[Records from a collection]
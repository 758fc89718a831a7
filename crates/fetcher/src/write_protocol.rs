//! Tokenized writes: fetch a token, then POST with it.
//!
//! Both phases run under one [`CancellationKey`] and one registry entry, so a
//! single cancel aborts whichever phase is active and the caller never needs to
//! know which one that is. The write never starts unless the token fetch
//! succeeded and the call is still live.

use tracing::{debug, instrument};

use crate::client::{PendingRequest, TrackedCall};
use crate::{ApiResponse, CancellationKey, Fetcher, Parameters, RequestError, Token, TokenKind};

/// Returns `body` with `token` added under its kind's parameter name.
///
/// A caller-supplied value under the same name is replaced.
pub fn merge_token(mut body: Parameters, token: &Token) -> Parameters {
    body.insert(
        token.kind().parameter_name().to_string(),
        token.value().to_string(),
    );
    body
}

impl Fetcher {
    /// Fetches a `kind` token from `host` and POSTs `body` with it.
    ///
    /// Token-phase errors are returned as they are and no write is made.
    /// Write-phase results are returned verbatim.
    #[instrument(skip(self, body, cancellation_key), fields(key = tracing::field::Empty))]
    pub async fn tokenized_post(
        &self,
        kind: TokenKind,
        host: &str,
        body: Parameters,
        cancellation_key: Option<CancellationKey>,
    ) -> Result<ApiResponse, RequestError> {
        let call = self.begin(cancellation_key);
        tracing::Span::current().record("key", call.key().as_str());
        self.perform_tokenized_post(&call, kind, host, body).await
    }

    /// Starts [`Fetcher::tokenized_post`] on the runtime and returns its key
    /// immediately.
    ///
    /// The key is registered before this returns, so cancelling it right away
    /// stops the token fetch and guarantees no write is issued.
    pub fn spawn_tokenized_post(
        &self,
        kind: TokenKind,
        host: impl Into<String>,
        body: Parameters,
        cancellation_key: Option<CancellationKey>,
    ) -> PendingRequest<ApiResponse> {
        let host = host.into();
        self.spawn_tracked(cancellation_key, move |fetcher, call| async move {
            fetcher
                .perform_tokenized_post(&call, kind, &host, body)
                .await
        })
    }

    async fn perform_tokenized_post(
        &self,
        call: &TrackedCall,
        kind: TokenKind,
        host: &str,
        body: Parameters,
    ) -> Result<ApiResponse, RequestError> {
        debug!(key = %call.key(), %kind, "requesting token");
        let token = match self.fetch_token(call, host, kind).await {
            Ok(token) => token,
            Err(error) => {
                debug!(key = %call.key(), %error, "token request failed; write skipped");
                return Err(error);
            }
        };

        // A cancel landing between the phases must not let the write through.
        if call.is_cancelled() {
            return Err(RequestError::Cancelled);
        }

        debug!(key = %call.key(), %kind, "performing write");
        let body = merge_token(body, &token);
        self.perform_post(call, host, &body).await
    }
}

[What you should do] Could you return exactly the stretch of the data above that starts at the line with "is still live." and ends at the line with "let token = match", both lines included?

[Answer section]
//! succeeded and the call is still live.

use tracing::{debug, instrument};

use crate::client::{PendingRequest, TrackedCall};
use crate::{ApiResponse, CancellationKey, Fetcher, Parameters, RequestError, Token, TokenKind};

/// Returns `body` with `token` added under its kind's parameter name.
///
/// A caller-supplied value under the same name is replaced.
pub fn merge_token(mut body: Parameters, token: &Token) -> Parameters {
    body.insert(
        token.kind().parameter_name().to_string(),
        token.value().to_string(),
    );
    body
}

impl Fetcher {
    /// Fetches a `kind` token from `host` and POSTs `body` with it.
    ///
    /// Token-phase errors are returned as they are and no write is made.
    /// Write-phase results are returned verbatim.
    #[instrument(skip(self, body, cancellation_key), fields(key = tracing::field::Empty))]
    pub async fn tokenized_post(
        &self,
        kind: TokenKind,
        host: &str,
        body: Parameters,
        cancellation_key: Option<CancellationKey>,
    ) -> Result<ApiResponse, RequestError> {
        let call = self.begin(cancellation_key);
        tracing::Span::current().record("key", call.key().as_str());
        self.perform_tokenized_post(&call, kind, host, body).await
    }

    /// Starts [`Fetcher::tokenized_post`] on the runtime and returns its key
    /// immediately.
    ///
    /// The key is registered before this returns, so cancelling it right away
    /// stops the token fetch and guarantees no write is issued.
    pub fn spawn_tokenized_post(
        &self,
        kind: TokenKind,
        host: impl Into<String>,
        body: Parameters,
        cancellation_key: Option<CancellationKey>,
    ) -> PendingRequest<ApiResponse> {
        let host = host.into();
        self.spawn_tracked(cancellation_key, move |fetcher, call| async move {
            fetcher
                .perform_tokenized_post(&call, kind, &host, body)
                .await
        })
    }

    async fn perform_tokenized_post(
        &self,
        call: &TrackedCall,
        kind: TokenKind,
        host: &str,
        body: Parameters,
    ) -> Result<ApiResponse, RequestError> {
        debug!(key = %call.key(), %kind, "requesting token");
        let token = match self.fetch_token(call, host, kind).await {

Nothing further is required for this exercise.